We investigated prediction models using genetics, serum biomarkers and smoking status to facilitate the diagnosis of patients with CD and UC. Samples from IIBDGC and CEDARS were used to train and validate these models. To our knowledge, this is the first study to investigate the contribution of all these factors on the genome-wide scale using a large-scale cohort. Our results demonstrated that a model combining the molecular and environmental information may complement current diagnostic strategies and help classify patients based on biologic state rather than imperfect clinical parameters.

We found serum biomarkers make the greatest contribution perhaps as it is more closely connected to disease status. Studies have reported anti-CBir1 uniquely associated with CD and ANCA predominantly associated with UC.45,46 Our finding is also consistent with a previous report that the combination of anti-CBir1 and ANCA has good power of distinguishing UC from CD.45 However, the two-sample Mendelian randomization failed to establish a reliable causal relationship between IBD subtypes and serum biomarkers, leaving uncertainty about whether the prediction is driven by causality or association.

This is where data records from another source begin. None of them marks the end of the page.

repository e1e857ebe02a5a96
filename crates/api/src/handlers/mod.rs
pub mod show;
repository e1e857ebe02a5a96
//! Authentication primitives.
//!
//! - [`jwt`] -- JWT access-token generation and validation.

pub mod jwt;
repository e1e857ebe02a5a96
//! Domain layer for the show directory.
//!
//! Holds the show/movie/theater shapes, input validation, the error type,
//! and the [`directory::ShowDirectory`] that coordinates the store.

pub mod directory;
pub mod error;
pub mod show;
pub mod types;
//! The show directory: every read and write of show records goes through here.
//!
//! The directory owns no state beyond an injected [`ShowStore`]. Each operation
//! is instrumented with a `tracing` span; failures are recorded on the span and
//! result sizes are emitted at `debug` level, so output is controlled entirely
//! by the installed subscriber.
//!
//! `create` checks movie and theater existence explicitly before inserting and
//! does not rely on store-level foreign keys. The checks and the insert are
//! separate statements, so a reference deleted concurrently between them can
//! still yield an orphaned show.

use std::sync::Arc;

use async_trait::async_trait;

use crate::error::CoreError;
use crate::show::{CreateShow, NewShow, ShowDetail, ShowListing};
use crate::types::DbId;

/// Persistence operations the directory needs from the relational store.
///
/// Implementations must use parameterized statements and surface store
/// failures as [`CoreError::Store`].
#[async_trait]
pub trait ShowStore: Send + Sync {
    /// All shows joined with their movie and theater, flattened.
    async fn list_listings(&self) -> Result<Vec<ShowListing>, CoreError>;

    /// Shows at one theater, nested, ascending by show time.
    async fn list_for_theater(&self, theater_id: DbId) -> Result<Vec<ShowDetail>, CoreError>;

    /// The first joined row for the show, if any.
    async fn find_detail(&self, id: DbId) -> Result<Option<ShowDetail>, CoreError>;

    async fn movie_exists(&self, id: DbId) -> Result<bool, CoreError>;

    async fn theater_exists(&self, id: DbId) -> Result<bool, CoreError>;

    /// Insert a show and return the store-assigned id.
    async fn insert_show(&self, show: &NewShow) -> Result<DbId, CoreError>;

    /// Delete a show. Returns `false` when no row had that id.
    async fn delete_show(&self, id: DbId) -> Result<bool, CoreError>;
}

/// Mediates all access to show records and their joined movie/theater data.
#[derive(Clone)]
pub struct ShowDirectory {
    store: Arc<dyn ShowStore>,
}

impl ShowDirectory {
    pub fn new(store: Arc<dyn ShowStore>) -> Self {
        Self { store }
    }

    /// List every show with movie and theater fields flattened in.
    #[tracing::instrument(skip(self), err)]
    pub async fn list_all(&self) -> Result<Vec<ShowListing>, CoreError> {
        let shows = self.store.list_listings().await?;
        tracing::debug!(count = shows.len(), "Listed shows");
        Ok(shows)
    }

    /// List the shows at a theater, earliest first.
    ///
    /// An unknown theater is not an error; it simply has no shows.
    #[tracing::instrument(skip(self), err)]
    pub async fn list_by_theater(&self, theater_id: DbId) -> Result<Vec<ShowDetail>, CoreError> {
        let shows = self.store.list_for_theater(theater_id).await?;
        tracing::debug!(count = shows.len(), "Listed shows for theater");
        Ok(shows)
    }

    #[tracing::instrument(skip(self), err)]
    pub async fn get_by_id(&self, id: DbId) -> Result<ShowDetail, CoreError> {
        let show = self
            .store
            .find_detail(id)
            .await?
            .ok_or(CoreError::NotFound { entity: "Show", id })?;
        tracing::debug!(movie_id = show.movie_id, theater_id = show.theater_id, "Fetched show");
        Ok(show)
    }

    /// Validate, check references, insert, then re-read the joined show.
    #[tracing::instrument(skip(self, input), err)]
    pub async fn create(&self, input: &CreateShow) -> Result<ShowDetail, CoreError> {
        let new_show = input.validate()?;

        if !self.store.movie_exists(new_show.movie_id).await? {
            return Err(CoreError::NotFound {
                entity: "Movie",
                id: new_show.movie_id,
            });
        }
        if !self.store.theater_exists(new_show.theater_id).await? {
            return Err(CoreError::NotFound {
                entity: "Theater",
                id: new_show.theater_id,
            });
        }

        let id = self.store.insert_show(&new_show).await?;
        tracing::debug!(show_id = id, "Inserted show");

        // The row can vanish between insert and re-read under a concurrent delete.
        self.store
            .find_detail(id)
            .await?
            .ok_or(CoreError::NotFound { entity: "Show", id })
    }

    /// Delete a show. Deleting an id twice fails the second time.
    #[tracing::instrument(skip(self), err)]
    pub async fn delete(&self, id: DbId) -> Result<(), CoreError> {
        if !self.store.delete_show(id).await? {
            return Err(CoreError::NotFound { entity: "Show", id });
        }
        tracing::debug!("Deleted show");
        Ok(())
    }
}

#[cfg(test)]
mod tests {
    use std::collections::BTreeMap;
    use std::sync::atomic::{AtomicUsize, Ordering};
    use std::sync::Mutex;

    use assert_matches::assert_matches;
    use chrono::{TimeZone, Utc};

    use super::*;
    use crate::show::{Movie, Theater, ALL_FIELDS_REQUIRED};
    use crate::types::Timestamp;

    /// In-memory store keyed like the relational tables.
    #[derive(Default)]
    struct MemoryStore {
        movies: BTreeMap<DbId, Movie>,
        theaters: BTreeMap<DbId, Theater>,
        shows: Mutex<BTreeMap<DbId, NewShow>>,
        next_id: AtomicUsize,
        /// Number of store calls, to prove validation never reaches the store.
        calls: AtomicUsize,
        fail_with: Option<String>,
    }

    impl MemoryStore {
        fn seeded() -> Self {
            let mut store = Self::default();
            store.movies.insert(
                1,
                Movie {
                    id: 1,
                    title: "Inception".into(),
                    duration: 148,
                    genre: "Sci-Fi".into(),
                    description: Some("Dreams within dreams".into()),
                    image_url: None,
                },
            );
            store.theaters.insert(
                1,
                Theater {
                    id: 1,
                    name: "Grand".into(),
                    location: "Downtown".into(),
                },
            );
            store.theaters.insert(
                2,
                Theater {
                    id: 2,
                    name: "Empty Hall".into(),
                    location: "Uptown".into(),
                },
            );
            store
        }

        fn touch(&self) -> Result<(), CoreError> {
            self.calls.fetch_add(1, Ordering::SeqCst);
            match &self.fail_with {
                Some(msg) => Err(CoreError::Store(msg.clone())),
                None => Ok(()),
            }
        }

        fn detail(&self, id: DbId, show: &NewShow) -> Option<ShowDetail> {
            Some(ShowDetail {
                id,
                movie_id: show.movie_id,
                theater_id: show.theater_id,
                show_time: show.show_time,
                price: show.price,
                movie: self.movies.get(&show.movie_id)?.clone(),
                theater: self.theaters.get(&show.theater_id)?.clone(),
            })
        }

        fn row_count(&self) -> usize {
            self.shows.lock().unwrap().len()
        }
    }

    #[async_trait]
    impl ShowStore for MemoryStore {
        async fn list_listings(&self) -> Result<Vec<ShowListing>, CoreError> {
            self.touch()?;
            let shows = self.shows.lock().unwrap();
            Ok(shows
                .iter()
                .filter_map(|(id, s)| self.detail(*id, s))
                .map(|d| ShowListing {
                    id: d.id,
                    movie_id: d.movie_id,
                    theater_id: d.theater_id,
                    show_time: d.show_time,
                    price: d.price,
                    movie_title: d.movie.title,
                    duration: d.movie.duration,
                    genre: d.movie.genre,
                    image_url: d.movie.image_url,
                    theater_name: d.theater.name,
                    location: d.theater.location,
                })
                .collect())
        }

        async fn list_for_theater(&self, theater_id: DbId) -> Result<Vec<ShowDetail>, CoreError> {
            self.touch()?;
            let shows = self.shows.lock().unwrap();
            let mut rows: Vec<ShowDetail> = shows
                .iter()
                .filter(|(_, s)| s.theater_id == theater_id)
                .filter_map(|(id, s)| self.detail(*id, s))
                .collect();
            rows.sort_by_key(|d| (d.show_time, d.id));
            Ok(rows)
        }

        async fn find_detail(&self, id: DbId) -> Result<Option<ShowDetail>, CoreError> {
            self.touch()?;
            let shows = self.shows.lock().unwrap();
            Ok(shows.get(&id).and_then(|s| self.detail(id, s)))
        }

        async fn movie_exists(&self, id: DbId) -> Result<bool, CoreError> {
            self.touch()?;
            Ok(self.movies.contains_key(&id))
        }

        async fn theater_exists(&self, id: DbId) -> Result<bool, CoreError> {
            self.touch()?;
            Ok(self.theaters.contains_key(&id))
        }

        async fn insert_show(&self, show: &NewShow) -> Result<DbId, CoreError> {
            self.touch()?;
            let id = self.next_id.fetch_add(1, Ordering::SeqCst) as DbId + 1;
            self.shows.lock().unwrap().insert(id, show.clone());
            Ok(id)
        }

        async fn delete_show(&self, id: DbId) -> Result<bool, CoreError> {
            self.touch()?;
            Ok(self.shows.lock().unwrap().remove(&id).is_some())
        }
    }

    fn directory(store: MemoryStore) -> (ShowDirectory, Arc<MemoryStore>) {
        let store = Arc::new(store);
        (ShowDirectory::new(store.clone()), store)
    }

    fn input(movie_id: DbId, theater_id: DbId, show_time: &str, price: f64) -> CreateShow {
        CreateShow {
            movie_id: Some(movie_id.into()),
            theater_id: Some(theater_id.into()),
            show_time: Some(show_time.into()),
            price: Some(price.into()),
        }
    }

    fn at(hour: u32) -> Timestamp {
        Utc.with_ymd_and_hms(2024, 6, 1, hour, 0, 0).unwrap()
    }

    #[tokio::test]
    async fn create_then_get_embeds_referenced_rows() {
        let (dir, store) = directory(MemoryStore::seeded());

        let created = dir
            .create(&input(1, 1, "2024-06-01T18:00:00Z", 12.5))
            .await
            .unwrap();
        assert_eq!(created.movie.title, "Inception");
        assert_eq!(created.theater.name, "Grand");
        assert_eq!(created.show_time, at(18));

        let fetched = dir.get_by_id(created.id).await.unwrap();
        assert_eq!(fetched, created);
        assert_eq!(&fetched.movie, store.movies.get(&1).unwrap());
        assert_eq!(&fetched.theater, store.theaters.get(&1).unwrap());
    }

    #[tokio::test]
    async fn missing_field_never_touches_store() {
        let (dir, store) = directory(MemoryStore::seeded());
        let bad = CreateShow {
            price: None,
            ..input(1, 1, "2024-06-01T18:00:00Z", 12.5)
        };

        let result = dir.create(&bad).await;

        assert_matches!(result, Err(CoreError::Validation(msg)) if msg == ALL_FIELDS_REQUIRED);
        assert_eq!(store.calls.load(Ordering::SeqCst), 0);
        assert_eq!(store.row_count(), 0);
    }

    #[tokio::test]
    async fn unknown_movie_is_not_found_and_nothing_persisted() {
        let (dir, store) = directory(MemoryStore::seeded());

        let result = dir.create(&input(99, 1, "2024-06-01T18:00:00Z", 10.0)).await;

        assert_matches!(result, Err(CoreError::NotFound { entity: "Movie", id: 99 }));
        assert_eq!(store.row_count(), 0);
    }

    #[tokio::test]
    async fn unknown_theater_is_not_found_and_nothing_persisted() {
        let (dir, store) = directory(MemoryStore::seeded());

        let result = dir.create(&input(1, 42, "2024-06-01T18:00:00Z", 10.0)).await;

        assert_matches!(result, Err(CoreError::NotFound { entity: "Theater", id: 42 }));
        assert_eq!(store.row_count(), 0);
    }

    #[tokio::test]
    async fn movie_checked_before_theater() {
        let (dir, _store) = directory(MemoryStore::seeded());

        let result = dir.create(&input(99, 42, "2024-06-01T18:00:00Z", 10.0)).await;

        assert_matches!(result, Err(CoreError::NotFound { entity: "Movie", .. }));
    }

    #[tokio::test]
    async fn unknown_id_is_not_found_for_get_and_delete() {
        let (dir, _store) = directory(MemoryStore::seeded());

        assert_matches!(
            dir.get_by_id(404).await,
            Err(CoreError::NotFound { entity: "Show", id: 404 })
        );
        assert_matches!(
            dir.delete(404).await,
            Err(CoreError::NotFound { entity: "Show", id: 404 })
        );
    }

    #[tokio::test]
    async fn delete_is_not_idempotent() {
        let (dir, store) = directory(MemoryStore::seeded());
        let created = dir
            .create(&input(1, 1, "2024-06-01T18:00:00Z", 12.5))
            .await
            .unwrap();

        dir.delete(created.id).await.unwrap();

        assert_eq!(store.row_count(), 0);
        assert_matches!(dir.get_by_id(created.id).await, Err(CoreError::NotFound { .. }));
        assert_matches!(dir.delete(created.id).await, Err(CoreError::NotFound { .. }));
    }

    #[tokio::test]
    async fn list_by_theater_is_empty_for_theater_without_shows() {
        let (dir, _store) = directory(MemoryStore::seeded());
        dir.create(&input(1, 1, "2024-06-01T18:00:00Z", 12.5))
            .await
            .unwrap();

        assert!(dir.list_by_theater(2).await.unwrap().is_empty());
        assert!(dir.list_by_theater(777).await.unwrap().is_empty());
    }

    #[tokio::test]
    async fn list_by_theater_orders_by_show_time() {
        let (dir, _store) = directory(MemoryStore::seeded());
        for time in [
            "2024-06-01T21:00:00Z",
            "2024-06-01T12:00:00Z",
            "2024-06-01T18:00:00Z",
        ] {
            dir.create(&input(1, 1, time, 9.0)).await.unwrap();
        }

        let times: Vec<Timestamp> = dir
            .list_by_theater(1)
            .await
            .unwrap()
            .into_iter()
            .map(|s| s.show_time)
            .collect();

        assert_eq!(times, vec![at(12), at(18), at(21)]);
    }

    #[tokio::test]
    async fn list_all_flattens_joined_fields() {
        let (dir, _store) = directory(MemoryStore::seeded());
        dir.create(&input(1, 1, "2024-06-01T18:00:00Z", 12.5))
            .await
            .unwrap();

        let listings = dir.list_all().await.unwrap();

        assert_eq!(listings.len(), 1);
        assert_eq!(listings[0].movie_title, "Inception");
        assert_eq!(listings[0].theater_name, "Grand");
        assert_eq!(listings[0].location, "Downtown");
    }

    #[tokio::test]
    async fn store_failure_surfaces_message() {
        let store = MemoryStore {
            fail_with: Some("connection reset".into()),
            ..MemoryStore::seeded()
        };
        let (dir, _store) = directory(store);

        assert_matches!(dir.list_all().await, Err(CoreError::Store(msg)) if msg == "connection reset");
        assert_matches!(
            dir.create(&input(1, 1, "2024-06-01T18:00:00Z", 1.0)).await,
            Err(CoreError::Store(_))
        );
    }
}
use crate::types::DbId;

#[derive(Debug, thiserror::Error)]
pub enum CoreError {
    #[error("Entity not found: {entity} with id {id}")]
    NotFound { entity: &'static str, id: DbId },

    #[error("Validation failed: {0}")]
    Validation(String),

    /// The backing store rejected or could not execute a query.
    #[error("Store failure: {0}")]
    Store(String),

    #[error("Unauthorized: {0}")]
    Unauthorized(String),
}
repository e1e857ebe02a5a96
//! PostgreSQL persistence for the show directory.

use sqlx::postgres::PgPoolOptions;

pub mod models;
pub mod repositories;
pub mod store;

pub use store::PgShowStore;

pub type DbPool = sqlx::PgPool;

/// Create a connection pool from a database URL.
pub async fn create_pool(database_url: &str) -> Result<DbPool, sqlx::Error> {
    PgPoolOptions::new()
        .max_connections(20)
        .connect(database_url)
        .await
}

/// Run a trivial query to confirm the database is reachable.
pub async fn health_check(pool: &DbPool) -> Result<(), sqlx::Error> {
    sqlx::query("SELECT 1").execute(pool).await?;
    Ok(())
}

/// Apply the embedded migrations from `db/migrations`.
pub async fn run_migrations(pool: &DbPool) -> Result<(), sqlx::migrate::MigrateError> {
    tracing::debug!("Applying database migrations");
    sqlx::migrate!("../../db/migrations").run(pool).await
}
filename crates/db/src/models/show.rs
//! Show entity model and the flat join rows folded into the directory's shapes.
//!
//! Joins against `movie` and `theater` come back as one flat row per show with
//! aliased columns. [`ShowJoinRow`] folds into the nested
//! [`ShowDetail`](marquee_core::show::ShowDetail);
//! [`ShowListingRow`] maps one-to-one onto the flattened
//! [`ShowListing`](marquee_core::show::ShowListing).

use marquee_core::show::{Movie, ShowDetail, ShowListing, Theater};
use marquee_core::types::{DbId, Timestamp};
use serde::Serialize;
use sqlx::FromRow;

/// A row from the `shows` table.
#[derive(Debug, Clone, FromRow, Serialize)]
pub struct Show {
    pub id: DbId,
    pub movie_id: DbId,
    pub theater_id: DbId,
    pub show_time: Timestamp,
    pub price: f64,
    pub created_at: Timestamp,
}

/// One show joined with its movie and theater, movie description included.
#[derive(Debug, Clone, FromRow)]
pub struct ShowJoinRow {
    pub id: DbId,
    pub movie_id: DbId,
    pub theater_id: DbId,
    pub show_time: Timestamp,
    pub price: f64,
    pub movie_title: String,
    pub movie_duration: i32,
    pub movie_genre: String,
    pub movie_description: Option<String>,
    pub movie_image_url: Option<String>,
    pub theater_name: String,
    pub theater_location: String,
}

impl From<ShowJoinRow> for ShowDetail {
    fn from(row: ShowJoinRow) -> Self {
        Self {
            id: row.id,
            movie_id: row.movie_id,
            theater_id: row.theater_id,
            show_time: row.show_time,
            price: row.price,
            movie: Movie {
                id: row.movie_id,
                title: row.movie_title,
                duration: row.movie_duration,
                genre: row.movie_genre,
                description: row.movie_description,
                image_url: row.movie_image_url,
            },
            theater: Theater {
                id: row.theater_id,
                name: row.theater_name,
                location: row.theater_location,
            },
        }
    }
}

/// One show with movie and theater fields flattened in.
#[derive(Debug, Clone, FromRow)]
pub struct ShowListingRow {
    pub id: DbId,
    pub movie_id: DbId,
    pub theater_id: DbId,
    pub show_time: Timestamp,
    pub price: f64,
    pub movie_title: String,
    pub duration: i32,
    pub genre: String,
    pub image_url: Option<String>,
    pub theater_name: String,
    pub location: String,
}

impl From<ShowListingRow> for ShowListing {
    fn from(row: ShowListingRow) -> Self {
        Self {
            id: row.id,
            movie_id: row.movie_id,
            theater_id: row.theater_id,
            show_time: row.show_time,
            price: row.price,
            movie_title: row.movie_title,
            duration: row.duration,
            genre: row.genre,
            image_url: row.image_url,
            theater_name: row.theater_name,
            location: row.location,
        }
    }
}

We also demonstrated that although the differential UC/CD effect of smoking is well-established in our study, it only explains a small proportion of the phenotypic variance. This suggests that smoking is not fit to be a good biomarker, by itself, to differentiate CD from patients with UC. A Mendelian Randomization also suggested smoking may not causally influence the risk of IBD.47 We found genetics, even when conditioned on serum biomarkers, makes significant contributions to the prediction accuracy suggesting the human genome hosts IBD subtype relevant information that is not fully captured by the serum biomarkers. As sample sizes for genetic studies continue to increase, more IBD-associated genetic variants will be discovered and can be expected to make bigger contributions to disease classification in the future.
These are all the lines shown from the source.